_TASK TO CARRY OUT_. Which of the lines in the data mention the string "after"? List them all.

Data entries
>>

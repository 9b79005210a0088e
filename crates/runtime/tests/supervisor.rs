mod common;

use std::sync::{Arc, Mutex};
use std::time::Duration;

use mcp::CallToolResult;
use runtime::{
    CommandBridge, CommandFuture, Error, Lifecycle, ProviderSupervisor, ToolRegistry,
};
use serde_json::json;

use common::{calc_provider, fast_settings};

const READY: Duration = Duration::from_secs(10);

fn add(supervisor: &ProviderSupervisor, a: i64, b: i64) -> runtime::ResultFuture<CallToolResult> {
    supervisor
        .submit::<CallToolResult, _>(move |conn| {
            Box::pin(async move { conn.call_tool("add", Some(json!({"a": a, "b": b}))).await })
        })
        .unwrap()
}

#[tokio::test]
async fn discovers_catalog_when_ready() {
    let supervisor = ProviderSupervisor::new(calc_provider("calc"), fast_settings());
    assert!(supervisor.list_tools().is_empty());

    supervisor.start().unwrap();
    supervisor.wait_until_ready(READY).await.unwrap();

    let names: Vec<String> = supervisor.list_tools().into_iter().map(|t| t.name).collect();
    assert!(names.contains(&"add".to_string()));
    assert!(names.contains(&"crash".to_string()));
    assert!(supervisor.list_tools().iter().all(|t| t.provider == "calc"));
    assert_eq!(supervisor.status().generation, 1);

    supervisor.stop().await;
    assert_eq!(supervisor.lifecycle(), Lifecycle::Stopped);
    assert!(supervisor.list_tools().is_empty());
}

#[tokio::test]
async fn commands_run_in_submission_order() {
    let supervisor = Arc::new(ProviderSupervisor::new(calc_provider("calc"), fast_settings()));
    supervisor.start().unwrap();
    supervisor.wait_until_ready(READY).await.unwrap();

    let order = Arc::new(Mutex::new(Vec::new()));
    let submitter = Arc::clone(&supervisor);
    let log = Arc::clone(&order);
    let futures = std::thread::spawn(move || {
        (0..20i64)
            .map(|i| {
                let log = Arc::clone(&log);
                submitter
                    .submit::<CallToolResult, _>(move |conn| {
                        log.lock().unwrap().push(i);
                        Box::pin(async move {
                            conn.call_tool("add", Some(json!({"a": i, "b": 1}))).await
                        })
                    })
                    .unwrap()
            })
            .collect::<Vec<_>>()
    })
    .join()
    .unwrap();

    for (i, future) in futures.iter().enumerate() {
        let result = future.wait_async(READY).await.unwrap();
        assert_eq!(result.texts(), vec![(i as i64 + 1).to_string()]);
    }
    assert_eq!(*order.lock().unwrap(), (0..20).collect::<Vec<i64>>());
    supervisor.stop().await;
}

#[tokio::test]
async fn blocking_wait_from_foreign_thread() {
    let supervisor = Arc::new(ProviderSupervisor::new(calc_provider("calc"), fast_settings()));
    supervisor.start().unwrap();
    supervisor.wait_until_ready(READY).await.unwrap();

    let caller = Arc::clone(&supervisor);
    let result = tokio::task::spawn_blocking(move || add(&caller, 20, 22).wait(READY))
        .await
        .unwrap()
        .unwrap();
    assert_eq!(result.texts(), vec!["42".to_string()]);
    supervisor.stop().await;
}

#[tokio::test]
async fn tool_error_leaves_provider_ready() {
    let supervisor = ProviderSupervisor::new(calc_provider("calc"), fast_settings());
    supervisor.start().unwrap();
    supervisor.wait_until_ready(READY).await.unwrap();

    let err = supervisor
        .submit::<CallToolResult, _>(|conn| {
            Box::pin(async move { conn.call_tool("divide", Some(json!({"a": 1, "b": 0}))).await })
        })
        .unwrap()
        .wait_async(READY)
        .await
        .unwrap_err();
    assert!(matches!(err, Error::CommandFailed(msg) if msg.contains("division by zero")));

    assert_eq!(supervisor.lifecycle(), Lifecycle::Ready);
    let sum = add(&supervisor, 1, 2).wait_async(READY).await.unwrap();
    assert_eq!(sum.texts(), vec!["3".to_string()]);
    assert_eq!(supervisor.status().generation, 1);
    supervisor.stop().await;
}

#[tokio::test]
async fn panicking_command_fails_its_future_only() {
    let supervisor = ProviderSupervisor::new(calc_provider("calc"), fast_settings());
    supervisor.start().unwrap();
    supervisor.wait_until_ready(READY).await.unwrap();

    let err = supervisor
        .submit::<(), _>(|_conn| -> CommandFuture<'_, ()> { panic!("boom") })
        .unwrap()
        .wait_async(READY)
        .await
        .unwrap_err();
    assert!(matches!(err, Error::CommandFailed(ref msg) if msg.contains("boom")), "{err}");

    let err = supervisor
        .submit::<(), _>(|conn| {
            Box::pin(async move {
                let pinged: mcp::Result<()> = conn.ping().await;
                if pinged.is_ok() {
                    panic!("after ping");
                }
                pinged
            })
        })
        .unwrap()
        .wait_async(READY)
        .await
        .unwrap_err();
    assert!(matches!(err, Error::CommandFailed(ref msg) if msg.contains("after ping")), "{err}");

    assert_eq!(supervisor.lifecycle(), Lifecycle::Ready);
    let sum = add(&supervisor, 2, 2).wait_async(READY).await.unwrap();
    assert_eq!(sum.texts(), vec!["4".to_string()]);
    assert_eq!(supervisor.status().generation, 1);

    tokio::time::timeout(READY, supervisor.stop()).await.unwrap();
    assert_eq!(supervisor.lifecycle(), Lifecycle::Stopped);
}

#[tokio::test]
async fn crash_fails_inflight_and_restarts() {
    let supervisor = ProviderSupervisor::new(calc_provider("calc"), fast_settings());
    supervisor.start().unwrap();
    supervisor.wait_until_ready(READY).await.unwrap();

    let crash = supervisor
        .submit::<CallToolResult, _>(|conn| {
            Box::pin(async move { conn.call_tool("crash", None).await })
        })
        .unwrap();
    let err = crash.wait_async(READY).await.unwrap_err();
    assert!(matches!(err, Error::ProviderUnavailable(name) if name == "calc"));

    let mut status = supervisor.subscribe();
    tokio::time::timeout(READY, status.wait_for(|s| s.generation >= 2))
        .await
        .unwrap()
        .unwrap();
    drop(status);

    supervisor.wait_until_ready(READY).await.unwrap();
    assert!(supervisor.list_tools().iter().any(|t| t.name == "add"));
    let sum = add(&supervisor, 2, 2).wait_async(READY).await.unwrap();
    assert_eq!(sum.texts(), vec!["4".to_string()]);
    supervisor.stop().await;
}

#[tokio::test]
async fn handshake_failures_retry_until_provider_accepts() {
    let dir = tempfile::tempdir().unwrap();
    let gate = dir.path().join("open");
    let config = calc_provider("gated").env("CALC_PROVIDER_GATE", gate.to_string_lossy());
    let supervisor = ProviderSupervisor::new(config, fast_settings());
    supervisor.start().unwrap();

    let err = supervisor
        .wait_until_ready(Duration::from_millis(300))
        .await
        .unwrap_err();
    assert!(matches!(err, Error::Timeout(_)));
    assert!(supervisor.list_tools().is_empty());
    assert!(supervisor.status().last_error.is_some());

    std::fs::write(&gate, b"").unwrap();
    supervisor.wait_until_ready(READY).await.unwrap();
    assert!(!supervisor.list_tools().is_empty());
    supervisor.stop().await;
}

#[tokio::test]
async fn registry_follows_supervisor_lifecycle() {
    let supervisor = Arc::new(ProviderSupervisor::new(calc_provider("calc"), fast_settings()));
    let registry = Arc::new(ToolRegistry::new());
    let watcher = registry.attach(&supervisor);
    supervisor.start().unwrap();
    supervisor.wait_until_ready(READY).await.unwrap();

    tokio::time::timeout(READY, async {
        while registry.resolve("add").is_err() {
            tokio::time::sleep(Duration::from_millis(10)).await;
        }
    })
    .await
    .unwrap();
    assert_eq!(registry.resolve("add").unwrap().provider, "calc");

    let bridge = CommandBridge::new([Arc::clone(&supervisor)]);
    let result = bridge
        .call_tool("calc", "multiply", Some(json!({"a": 6, "b": 7})), READY)
        .await
        .unwrap();
    assert_eq!(result.texts(), vec!["42".to_string()]);

    supervisor.stop().await;
    watcher.await.unwrap();
    assert!(registry.is_empty());
}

<<

_WRITTEN RESPONSE_.
                    panic!("after ping");
    assert!(matches!(err, Error::CommandFailed(ref msg) if msg.contains("after ping")), "{err}");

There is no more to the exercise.